The problem for Frank and others like him is that they are hitching their wagons to folks that will likely let them down. That is one of many lessons of the Duke fiasco. Nifong hitched his wagon to an individual that he shouldn't have trusted. Frank thinks that after these mortgages are reduced artificially these borrowers will suddenly learn good financial management. My experience is that these borrowers will use this opportunity to attain more debt. If this plan is executed, these borrowers will borrow more and in the end most will still be foreclosed on.


Anonymous said...

Like you I am a mortgage banker and in general I agree with you.However it certainly would not hurt the mortgage companies and in effect the market to renegotiate as many of the mortgages as possible. Take the situation where the interest rate went from 7% to 10% and the payment went up $350 to $500. If these folks were able to make the payment at the initial rate, why not keep them out of foreclosure and maintain the old rate? Within 5 to 7 years or so that mortgage will be refied out and the problem not made worse by another bargain basement cost house on the market.
You are so right that Barney Frank does not have a clue.

mike volpe said...

There are several problems there. First, I believe that is exactly what the President has done by opening FHA up to all those folks that were on time but only late after their rate has been moved up.

the problem is you are re negotiating the mortgages of those that are irresponsible and leaving the responsible ones holding the bag. If you are going to re negotiate the mortgages of those that can't make their payments, what about those that can? If their rates stay the same, then you are punishing folks for being able to pay their mortgage on time. Do you really think you can punish responsible folks and reward irresponsible folks with no unintended consequences?

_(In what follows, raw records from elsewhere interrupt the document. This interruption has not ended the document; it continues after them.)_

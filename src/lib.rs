// SPDX-License-Identifier: AGPL-3.0-or-later
//
// Copyright (C) 2025 Daniel Negri
//
// This program is free software: you can redistribute it and/or modify
// it under the terms of the GNU Affero General Public License as published by
// the Free Software Foundation, either version 3 of the License, or
// (at your option) any later version.
//
// This program is distributed in the hope that it will be useful,
// but WITHOUT ANY WARRANTY; without even the implied warranty of
// MERCHANTABILITY or FITNESS FOR A PARTICULAR PURPOSE. See the
// GNU Affero General Public License for more details.
//
// You should have received a copy of the GNU Affero General Public License
// along with this program. If not, see <https://www.gnu.org/licenses/>.

//! # Points Economy
//!
//! This library is the points engine of a school gamification platform:
//! students earn points by completing quests, spend them in a marketplace,
//! and staff review submissions and hand out purchases.
//!
//! ## Core Components
//!
//! - [`Engine`]: Entry point for quest review, purchases and the catalog
//! - `ledger`: Row-locked store for balances, stock, submissions and purchases
//! - [`leveling`]: Pure level and progress computation
//! - [`Dispatcher`]: Fire-and-forget delivery of [`DomainEvent`]s to a [`Notifier`]
//! - [`EconomyError`]: Typed failures with an [`ErrorKind`] for callers to branch on
//!
//! ## Example
//!
//! ```
//! use points_economy::{
//!     Decision, Engine, ProductId, Product, Quest, QuestId, QuestKind, Role, SchoolId, Scope,
//!     UserId,
//! };
//!
//! let engine = Engine::default();
//! let school = SchoolId(1);
//! engine.register_user(school, UserId(1), Role::Teacher, 0).unwrap();
//! engine.register_user(school, UserId(2), Role::Student, 0).unwrap();
//! engine
//!     .register_quest(Quest::new(QuestId(1), school, "Science fair", QuestKind::Academic, 150))
//!     .unwrap();
//! engine
//!     .register_product(Product::new(ProductId(1), school, "Hoodie", 100, 10))
//!     .unwrap();
//!
//! let student = Scope::new(school, UserId(2), Role::Student);
//! let teacher = Scope::new(school, UserId(1), Role::Teacher);
//!
//! let submission = engine
//!     .submit_quest(&student, UserId(2), QuestId(1), "poster.jpg", None)
//!     .unwrap();
//! engine
//!     .review_submission(&teacher, submission.id, Decision::Approve, Some("Great work"))
//!     .unwrap();
//!
//! let purchase = engine.purchase(&student, UserId(2), ProductId(1), 1).unwrap();
//! assert_eq!(purchase.total_cost, 100);
//!
//! let summary = engine.user_summary(&student, UserId(2)).unwrap();
//! assert_eq!(summary.balance, 50);
//! assert_eq!(summary.level.level, 1);
//! ```
//!
//! ## Thread Safety
//!
//! Every operation takes `&self`; share the engine behind an `Arc`. Rows
//! are locked individually, so unrelated users and products proceed in
//! parallel.

pub mod account;
mod base;
pub mod config;
mod engine;
pub mod error;
pub mod events;
mod ledger;
pub mod leveling;
mod marketplace;
pub mod purchase;
mod quests;
pub mod scope;
pub mod submission;

pub use account::{LevelChange, UserAccount};
pub use base::{Points, ProductId, PurchaseId, QuestId, SchoolId, SubmissionId, UserId};
pub use config::EngineConfig;
pub use engine::{Engine, UserSummary};
pub use error::{EconomyError, ErrorKind};
pub use events::{Dispatcher, DomainEvent, EventKind, LoggingNotifier, Notifier, NotifyError};
pub use leveling::LevelInfo;
pub use purchase::{Product, Purchase, PurchaseStatus};
pub use scope::{Actor, Role, Scope};
pub use submission::{Decision, Quest, QuestKind, Submission, SubmissionStatus};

These mortgages didn't magically go up in payment. This is expressly set out in the documents the borrowers signed. In other words, they agreed to certain terms they can't meet. This is a contract, and a private one at that. The government wants to renegotiate private contracts en masse and reward those that couldn't meet their obligations with reduced payments. Again, there are all sorts of unintended consequences there.

Cliff Waldron said...

This goes beyond just a bailout. Frank is saying that congress has the right to alter the terms of private contracts. It doesn't. Not to mention that rates will skyrocket or be unavailable when investors see that US mortgage paper can be marked down by government force.

mike volpe said...

Correct, and you didn't mention the most important part. Frank only wants to alter the terms on those borrowers that can't make their payments. In other words, if you are responsible enough to make your payments on time, your terms stay the same. He is rewarding irresponsibility. To say that this is full of negative unintended consequences is an understatement.